- Entries shown -
★ ★ ★ ★
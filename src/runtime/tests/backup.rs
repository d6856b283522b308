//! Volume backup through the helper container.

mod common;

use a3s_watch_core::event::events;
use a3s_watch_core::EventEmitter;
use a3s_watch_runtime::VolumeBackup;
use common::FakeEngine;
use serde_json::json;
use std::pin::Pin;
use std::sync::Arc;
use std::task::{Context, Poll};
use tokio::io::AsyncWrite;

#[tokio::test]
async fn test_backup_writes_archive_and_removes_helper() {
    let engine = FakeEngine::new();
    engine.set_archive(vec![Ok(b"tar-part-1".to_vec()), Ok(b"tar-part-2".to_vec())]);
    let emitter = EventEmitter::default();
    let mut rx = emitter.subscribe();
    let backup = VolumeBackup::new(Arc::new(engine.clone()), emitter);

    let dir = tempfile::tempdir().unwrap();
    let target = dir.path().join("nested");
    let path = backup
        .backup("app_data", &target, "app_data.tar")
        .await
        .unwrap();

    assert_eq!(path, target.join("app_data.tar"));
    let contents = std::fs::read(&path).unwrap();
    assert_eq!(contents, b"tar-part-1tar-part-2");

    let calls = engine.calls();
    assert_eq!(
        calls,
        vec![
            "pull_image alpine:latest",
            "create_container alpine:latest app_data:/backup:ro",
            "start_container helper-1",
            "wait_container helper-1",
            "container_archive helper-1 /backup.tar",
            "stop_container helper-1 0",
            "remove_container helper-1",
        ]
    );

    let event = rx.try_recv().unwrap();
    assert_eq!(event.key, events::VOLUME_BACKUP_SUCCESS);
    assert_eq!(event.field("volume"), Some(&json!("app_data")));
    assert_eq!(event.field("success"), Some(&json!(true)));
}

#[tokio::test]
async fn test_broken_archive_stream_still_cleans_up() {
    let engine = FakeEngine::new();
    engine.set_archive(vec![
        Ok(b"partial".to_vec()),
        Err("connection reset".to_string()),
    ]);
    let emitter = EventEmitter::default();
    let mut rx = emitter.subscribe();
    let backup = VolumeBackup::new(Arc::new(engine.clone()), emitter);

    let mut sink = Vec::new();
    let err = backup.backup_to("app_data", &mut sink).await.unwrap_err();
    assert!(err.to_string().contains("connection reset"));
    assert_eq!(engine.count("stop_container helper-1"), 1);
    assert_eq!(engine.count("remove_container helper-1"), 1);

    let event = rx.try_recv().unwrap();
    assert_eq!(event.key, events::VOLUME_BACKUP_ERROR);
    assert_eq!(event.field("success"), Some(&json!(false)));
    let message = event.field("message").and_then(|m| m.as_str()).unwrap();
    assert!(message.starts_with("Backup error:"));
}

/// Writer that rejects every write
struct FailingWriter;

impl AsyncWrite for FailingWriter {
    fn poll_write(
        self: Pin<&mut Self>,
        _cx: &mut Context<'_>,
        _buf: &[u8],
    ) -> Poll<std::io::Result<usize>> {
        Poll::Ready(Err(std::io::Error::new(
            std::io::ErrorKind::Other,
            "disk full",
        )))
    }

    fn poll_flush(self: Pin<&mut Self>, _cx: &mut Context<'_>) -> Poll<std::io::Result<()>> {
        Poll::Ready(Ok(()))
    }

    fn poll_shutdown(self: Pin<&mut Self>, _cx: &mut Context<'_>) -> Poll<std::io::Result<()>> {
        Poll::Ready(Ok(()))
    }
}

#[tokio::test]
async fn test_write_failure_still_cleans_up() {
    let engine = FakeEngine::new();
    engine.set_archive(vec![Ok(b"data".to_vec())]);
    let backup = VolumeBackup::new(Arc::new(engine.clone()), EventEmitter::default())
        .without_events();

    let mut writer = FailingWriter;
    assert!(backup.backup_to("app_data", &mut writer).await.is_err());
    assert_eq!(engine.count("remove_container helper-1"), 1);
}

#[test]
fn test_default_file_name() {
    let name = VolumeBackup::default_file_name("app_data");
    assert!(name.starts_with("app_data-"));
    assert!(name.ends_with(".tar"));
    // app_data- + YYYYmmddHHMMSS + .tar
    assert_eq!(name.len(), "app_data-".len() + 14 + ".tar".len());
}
★ ★ ★ ★
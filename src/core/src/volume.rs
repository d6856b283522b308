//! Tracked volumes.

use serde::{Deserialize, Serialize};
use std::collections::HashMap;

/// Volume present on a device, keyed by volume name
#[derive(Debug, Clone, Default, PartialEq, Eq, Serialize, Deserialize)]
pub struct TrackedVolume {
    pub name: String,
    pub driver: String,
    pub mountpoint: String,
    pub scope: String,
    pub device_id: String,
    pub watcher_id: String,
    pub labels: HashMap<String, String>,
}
★ ★ ★ ★
- What is required -
Your answer must be every line from the entries that contains the string "filename", copied as it stands.

- Exercise response -
filename src/runtime/tests/backup.rs
filename src/core/src/volume.rs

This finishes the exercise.